Troubleshooting Constructor MCP Server with LangChain
Common issues when connecting Constructor to LangChain through the Vinkius, and how to resolve them.
MultiServerMCPClient not found
pip install langchain-mcp-adaptersConstructor + LangChain FAQ
Common questions about integrating Constructor MCP Server with LangChain.
How does LangChain connect to MCP servers?
langchain-mcp-adapters to create an MCP client. LangChain discovers all tools and wraps them as native LangChain tools compatible with any agent type.Which LangChain agent types work with MCP?
Can I trace MCP tool calls in LangSmith?
Connect Constructor with your favorite client
Step-by-step setup guides for every MCP-compatible client and framework:
Anthropic's native desktop app for Claude with built-in MCP support.
AI-first code editor with integrated LLM-powered coding assistance.
GitHub Copilot in VS Code with Agent mode and MCP support.
Purpose-built IDE for agentic AI coding workflows.
Autonomous AI coding agent that runs inside VS Code.
Anthropic's agentic CLI for terminal-first development.
Python SDK for building production-grade OpenAI agent workflows.
Google's framework for building production AI agents.

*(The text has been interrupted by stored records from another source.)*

#[cfg(feature = "gui")]
use eframe::egui;

#[cfg(feature = "gui")]
use vibeseq::device::connector::{ConnectorEvent, DeviceConnector, DEFAULT_SERVER_ADDRESS};
#[cfg(feature = "gui")]
use vibeseq::device::{DeviceInfo, HapticOutput};
#[cfg(feature = "gui")]
use vibeseq::sequencer::{
    Sequence, DURATION_MAX_MS, DURATION_MIN_MS, DURATION_STEP_MS, LEVEL_MAX, STEP_COUNT,
};
#[cfg(feature = "gui")]
use vibeseq::{shared, FileStorage, Session};

#[cfg(feature = "gui")]
const STATE_FILE: &str = "vibeseq-state.json";

#[cfg(feature = "gui")]
fn main() -> Result<(), eframe::Error> {
    init_tracing();

    let options = eframe::NativeOptions {
        viewport: egui::ViewportBuilder::default()
            .with_inner_size([900.0, 640.0])
            .with_title("vibe sequencer"),
        ..Default::default()
    };

    eframe::run_native(
        "vibeseq",
        options,
        Box::new(|_cc| Ok(Box::new(VibeseqApp::new()))),
    )
}

#[cfg(not(feature = "gui"))]
fn main() {
    eprintln!("This binary requires the 'gui' feature to be enabled");
    std::process::exit(1);
}

#[cfg(feature = "gui")]
fn init_tracing() {
    use tracing_subscriber::EnvFilter;

    let _ = tracing_subscriber::fmt()
        .with_env_filter(
            EnvFilter::try_from_default_env().unwrap_or_else(|_| EnvFilter::new("info")),
        )
        .try_init();
}

#[cfg(feature = "gui")]
enum PanelAction {
    SetValue { index: usize, step: usize, level: u8 },
    SetDuration { index: usize, duration: u64 },
    TogglePlay { index: usize },
    Remove { index: usize },
}

#[cfg(feature = "gui")]
struct VibeseqApp {
    session: Session,
    connector: DeviceConnector,
    devices: Vec<DeviceInfo>,
    connecting: bool,
}

#[cfg(feature = "gui")]
impl VibeseqApp {
    fn new() -> Self {
        let address =
            std::env::var("VIBESEQ_SERVER").unwrap_or_else(|_| DEFAULT_SERVER_ADDRESS.to_string());

        Self {
            session: Session::new(shared(FileStorage::open(STATE_FILE))),
            connector: DeviceConnector::spawn(address),
            devices: Vec::new(),
            connecting: true,
        }
    }

    fn handle_connector_events(&mut self) {
        for event in self.connector.poll_events() {
            match event {
                ConnectorEvent::Connected => self.connecting = false,
                ConnectorEvent::ConnectFailed(reason) => {
                    // No retry; the selector keeps showing "connecting...".
                    tracing::warn!("device server unavailable: {reason}");
                }
                ConnectorEvent::DevicesChanged(devices) => {
                    self.devices = devices;
                    let connector = &self.connector;
                    let devices = self.devices.clone();
                    self.session.rebind_device(
                        &devices,
                        |info: &DeviceInfo| -> Box<dyn HapticOutput> {
                            Box::new(connector.bind(info.clone()))
                        },
                    );
                }
            }
        }
    }

    fn draw_device_selector(&mut self, ui: &mut egui::Ui) {
        let mut chosen = None;

        ui.horizontal(|ui| {
            ui.label("Device:");
            let selected_text = match (self.session.device(), self.connecting) {
                (Some(info), _) => info.name.clone(),
                (None, true) => "connecting...".to_string(),
                (None, false) => "select a device".to_string(),
            };

            egui::ComboBox::from_id_source("device-selector")
                .selected_text(selected_text)
                .show_ui(ui, |ui| {
                    for device in &self.devices {
                        let selected = self.session.device().map(|d| d.index) == Some(device.index);
                        if ui.selectable_label(selected, &device.name).clicked() {
                            chosen = Some(device.index);
                        }
                    }
                });
        });

        if let Some(index) = chosen {
            let connector = &self.connector;
            let devices = self.devices.clone();
            self.session.select_device(
                &index.to_string(),
                &devices,
                |info: &DeviceInfo| -> Box<dyn HapticOutput> {
                    Box::new(connector.bind(info.clone()))
                },
            );
        }
    }

    fn apply(&mut self, action: PanelAction) {
        let result = match action {
            PanelAction::SetValue { index, step, level } => {
                self.session.set_value(index, step, level)
            }
            PanelAction::SetDuration { index, duration } => {
                self.session.set_duration(index, duration)
            }
            PanelAction::TogglePlay { index } => {
                self.session.toggle_play(index);
                Ok(())
            }
            PanelAction::Remove { index } => self.session.remove_sequence(index),
        };

        if let Err(e) = result {
            tracing::warn!("failed to persist sequences: {e}");
        }
    }
}

#[cfg(feature = "gui")]
fn draw_sequencer(
    ui: &mut egui::Ui,
    index: usize,
    sequence: &Sequence,
    playhead: usize,
    is_playing: bool,
    device_bound: bool,
) -> Option<PanelAction> {
    let mut action = None;

    // 20 columns by 5 levels; cell (step, level) is lit when the column's
    // value equals that level.
    ui.horizontal(|ui| {
        ui.spacing_mut().item_spacing = egui::vec2(2.0, 2.0);

        for step in 0..STEP_COUNT {
            let column_playing = is_playing && playhead == step;

            ui.vertical(|ui| {
                ui.spacing_mut().item_spacing = egui::vec2(2.0, 2.0);

                for level in 0..=LEVEL_MAX {
                    let selected = sequence.value_at(step) == level;
                    let fill = match (selected, column_playing) {
                        (true, true) => egui::Color32::from_rgb(120, 220, 120),
                        (true, false) => egui::Color32::from_rgb(190, 80, 160),
                        (false, true) => egui::Color32::from_rgb(70, 70, 70),
                        (false, false) => egui::Color32::from_rgb(40, 40, 40),
                    };

                    let cell = egui::Button::new("")
                        .min_size(egui::vec2(26.0, 20.0))
                        .fill(fill);
                    let response = ui.add(cell);

                    // Click or drag across cells with the button held.
                    let painting =
                        response.contains_pointer() && ui.input(|i| i.pointer.primary_down());
                    if response.clicked() || painting {
                        action = Some(PanelAction::SetValue { index, step, level });
                    }
                }
            });
        }
    });

    ui.add_space(4.0);

    ui.horizontal(|ui| {
        let label = if is_playing { "pause" } else { "play" };
        if ui
            .add_enabled(device_bound, egui::Button::new(label))
            .clicked()
        {
            action = Some(PanelAction::TogglePlay { index });
        }

        let mut duration = sequence.duration;
        if ui
            .add(
                egui::Slider::new(&mut duration, DURATION_MIN_MS..=DURATION_MAX_MS)
                    .step_by(DURATION_STEP_MS as f64)
                    .text("duration"),
            )
            .changed()
        {
            action = Some(PanelAction::SetDuration { index, duration });
        }

        if ui.button("remove").clicked() {
            action = Some(PanelAction::Remove { index });
        }
    });

    action
}

#[cfg(feature = "gui")]
impl eframe::App for VibeseqApp {
    fn update(&mut self, ctx: &egui::Context, _frame: &mut eframe::Frame) {
        ctx.request_repaint();

        self.handle_connector_events();
        self.session.pump();

        egui::CentralPanel::default().show(ctx, |ui| {
            ui.heading("vibe sequencer");
            ui.add_space(10.0);

            self.draw_device_selector(ui);
            ui.add_space(10.0);

            let mut action = None;
            let device_bound = self.session.device().is_some();

            egui::ScrollArea::vertical().show(ui, |ui| {
                for index in 0..self.session.sequence_count() {
                    let Some(sequence) = self.session.sequence(index) else {
                        continue;
                    };
                    let is_playing = self.session.playing() == Some(index);
                    let playhead = self.session.playhead(index);

                    if let Some(panel_action) =
                        draw_sequencer(ui, index, sequence, playhead, is_playing, device_bound)
                    {
                        action = Some(panel_action);
                    }

                    ui.add_space(12.0);
                }

                if ui.button("Add Sequencer").clicked() {
                    if let Err(e) = self.session.add_sequence() {
                        tracing::warn!("failed to persist sequences: {e}");
                    }
                }
            });

            if let Some(action) = action {
                self.apply(action);
            }
        });
    }
}
/// Playback clock - fixed-interval ticker advancing the play-head.
use std::sync::mpsc::{channel, Receiver, Sender};
use std::sync::{Arc, Mutex};
use std::thread;
use std::time::{Duration, Instant};

use super::{next_step, Sequence};

#[derive(Debug, Clone, PartialEq)]
pub enum PlaybackEvent {
    /// The play-head advanced to `step`; the device should actuate at
    /// `strength` (0.0..=1.0).
    Tick { step: usize, strength: f64 },
}

/// Drives at most one sequence at a time. The worker thread re-reads the
/// shared sequence every pass, so cell edits are picked up on the next tick
/// and a duration edit restarts the period without drift. The play-head is
/// never reset here; callers pass the step to resume from.
pub struct PlaybackClock {
    sender: Sender<PlaybackEvent>,
    receiver: Receiver<PlaybackEvent>,
    is_running: Arc<Mutex<bool>>,
    worker: Option<thread::JoinHandle<()>>,
}

impl PlaybackClock {
    pub fn new() -> Self {
        let (sender, receiver) = channel();

        Self {
            sender,
            receiver,
            is_running: Arc::new(Mutex::new(false)),
            worker: None,
        }
    }

    pub fn start(&mut self, sequence: Arc<Mutex<Sequence>>, start_step: usize) {
        if *self.is_running.lock().unwrap() {
            return;
        }

        // Ticks queued by a previous run belong to another sequence.
        while self.receiver.try_recv().is_ok() {}

        *self.is_running.lock().unwrap() = true;

        let is_running = Arc::clone(&self.is_running);
        let sender = self.sender.clone();

        self.worker = Some(thread::spawn(move || {
            let mut step = start_step;
            let mut last_tick = Instant::now();
            let mut period = Duration::from_millis(sequence.lock().unwrap().duration);

            while *is_running.lock().unwrap() {
                // A duration edit tears the interval down: the new period
                // counts from the moment of the change, not from the last
                // tick. The play-head is untouched.
                let current = Duration::from_millis(sequence.lock().unwrap().duration);
                if current != period {
                    period = current;
                    last_tick = Instant::now();
                }

                if last_tick.elapsed() >= period {
                    let strength = {
                        let sequence = sequence.lock().unwrap();
                        step = next_step(step);
                        sequence.strength_at(step)
                    };
                    let _ = sender.send(PlaybackEvent::Tick { step, strength });
                    last_tick = Instant::now();
                }

                thread::sleep(Duration::from_millis(1));
            }
        }));
    }

    /// Cancels the timer and waits for the worker to exit, so no tick can
    /// land after this returns. Sends nothing to the device; stopping the
    /// actuator is the transport control's job.
    pub fn stop(&mut self) {
        *self.is_running.lock().unwrap() = false;
        if let Some(worker) = self.worker.take() {
            let _ = worker.join();
        }
    }

    pub fn is_running(&self) -> bool {
        *self.is_running.lock().unwrap()
    }

    pub fn poll_events(&self) -> Vec<PlaybackEvent> {
        let mut events = Vec::new();
        while let Ok(event) = self.receiver.try_recv() {
            events.push(event);
        }
        events
    }
}

impl Default for PlaybackClock {
    fn default() -> Self {
        Self::new()
    }
}

impl Drop for PlaybackClock {
    fn drop(&mut self) {
        self.stop();
    }
}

Type-safe agent development for Python with first-class MCP support.
TypeScript toolkit for building AI-powered web applications.
TypeScript-native agent framework for modern web stacks.
Python framework for orchestrating collaborative AI agent crews.
Leading Python framework for composable LLM applications.
Data-aware AI agent framework for structured and unstructured sources.
Microsoft's framework for multi-agent collaborative conversations.
Connect Constructor to LangChain
Get your token, paste the configuration, and start using 10 tools in under 2 minutes. No API key management needed.